Find how many lines in the material below contain the word "micromatches" and give only that number.
(The records Opens)
//! Micromatch decomposition of one team game
//!
//! A 10-player team game is decomposed into one-vs-one pseudo-matches
//! between opposing-team members only; teammates never face each other.
//! Each player's outgoing weight is split evenly over the other team, so
//! the total update mass per player is the same constant whether they sat
//! on the 7-player or the 3-player side.

use crate::types::{GameRecord, PlayerId};

/// One weighted pseudo-match derived from a team game
#[derive(Debug, Clone, Copy, PartialEq)]
pub struct Micromatch {
    pub subject: PlayerId,
    pub opponent: PlayerId,
    /// 1.0 if the subject's team won, 0.0 if it lost
    pub score: f64,
    pub weight: f64,
}

/// Expand a game into its weighted micromatches
///
/// For every participant, `weight = weight_multiplier / opposing_team_size`.
/// If one team is empty (all ten players share the outcome) the game yields
/// no micromatches at all; the per-player no-opponents update path covers
/// that case.
pub fn expand_game(game: &GameRecord, weight_multiplier: f64) -> Vec<Micromatch> {
    let winners = game.winners();
    let losers = game.losers();

    if winners.is_empty() || losers.is_empty() {
        return Vec::new();
    }

    let mut micromatches = Vec::with_capacity(2 * winners.len() * losers.len());

    let winner_weight = weight_multiplier / losers.len() as f64;
    let loser_weight = weight_multiplier / winners.len() as f64;

    for &winner in &winners {
        for &loser in &losers {
            micromatches.push(Micromatch {
                subject: winner,
                opponent: loser,
                score: 1.0,
                weight: winner_weight,
            });
            micromatches.push(Micromatch {
                subject: loser,
                opponent: winner,
                score: 0.0,
                weight: loser_weight,
            });
        }
    }

    micromatches
}
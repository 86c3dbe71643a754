//! Common types used throughout the rating engine

use crate::config::Glicko2Config;
use crate::error::RatingError;
use crate::utils::{round2, round6};
use chrono::{DateTime, Utc};
use serde::{Deserialize, Serialize};

/// Unique identifier for players
pub type PlayerId = i64;

/// Unique identifier for games
pub type GameId = i64;

/// Number of participants every rateable game must have
pub const PLAYERS_PER_GAME: usize = 10;

/// A player's Glicko-2 rating triple on the public scale
#[derive(Debug, Clone, PartialEq, Serialize, Deserialize)]
pub struct PlayerRating {
    pub player_id: PlayerId,
    /// Skill estimate (public scale, 1500-centered)
    pub rating: f64,
    /// Rating deviation: uncertainty about the skill estimate
    pub rd: f64,
    /// Volatility: expected fluctuation of the rating
    pub sigma: f64,
}

impl PlayerRating {
    /// Create a fresh rating from the configured defaults
    pub fn new(player_id: PlayerId, config: &Glicko2Config) -> Self {
        Self {
            player_id,
            rating: config.initial_rating,
            rd: config.initial_rd,
            sigma: config.initial_sigma,
        }
    }
}

/// One participant of a game and whether their team won
#[derive(Debug, Clone, Copy, PartialEq, Eq, Serialize, Deserialize)]
pub struct GamePlayer {
    pub player_id: PlayerId,
    pub won: bool,
}

/// An observed game: ten participants split into a winning and a losing team
#[derive(Debug, Clone, Serialize, Deserialize)]
pub struct GameRecord {
    pub game_id: GameId,
    pub played_at: DateTime<Utc>,
    pub participants: Vec<GamePlayer>,
}

impl GameRecord {
    /// Player ids on the winning team
    pub fn winners(&self) -> Vec<PlayerId> {
        self.participants
            .iter()
            .filter(|p| p.won)
            .map(|p| p.player_id)
            .collect()
    }

    /// Player ids on the losing team
    pub fn losers(&self) -> Vec<PlayerId> {
        self.participants
            .iter()
            .filter(|p| !p.won)
            .map(|p| p.player_id)
            .collect()
    }

    /// Check the player-count invariant
    pub fn validate(&self) -> Result<(), RatingError> {
        if self.participants.len() != PLAYERS_PER_GAME {
            return Err(RatingError::MalformedGame {
                game_id: self.game_id,
                player_count: self.participants.len(),
            });
        }
        Ok(())
    }
}

/// Before/after rating snapshot for one player in one game
///
/// Values are rounded at construction (rating/rd to 2 decimals, sigma to 6)
/// so external storage sees stable numbers.
#[derive(Debug, Clone, PartialEq, Serialize, Deserialize)]
pub struct RatingHistoryRecord {
    pub game_id: GameId,
    pub player_id: PlayerId,
    pub rating_before: f64,
    pub rd_before: f64,
    pub sigma_before: f64,
    pub rating_after: f64,
    pub rd_after: f64,
    pub sigma_after: f64,
}

impl RatingHistoryRecord {
    pub fn new(game_id: GameId, before: &PlayerRating, after: &PlayerRating) -> Self {
        Self {
            game_id,
            player_id: before.player_id,
            rating_before: round2(before.rating),
            rd_before: round2(before.rd),
            sigma_before: round6(before.sigma),
            rating_after: round2(after.rating),
            rd_after: round2(after.rd),
            sigma_after: round6(after.sigma),
        }
    }
}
(The records Closes)
Written answer: 6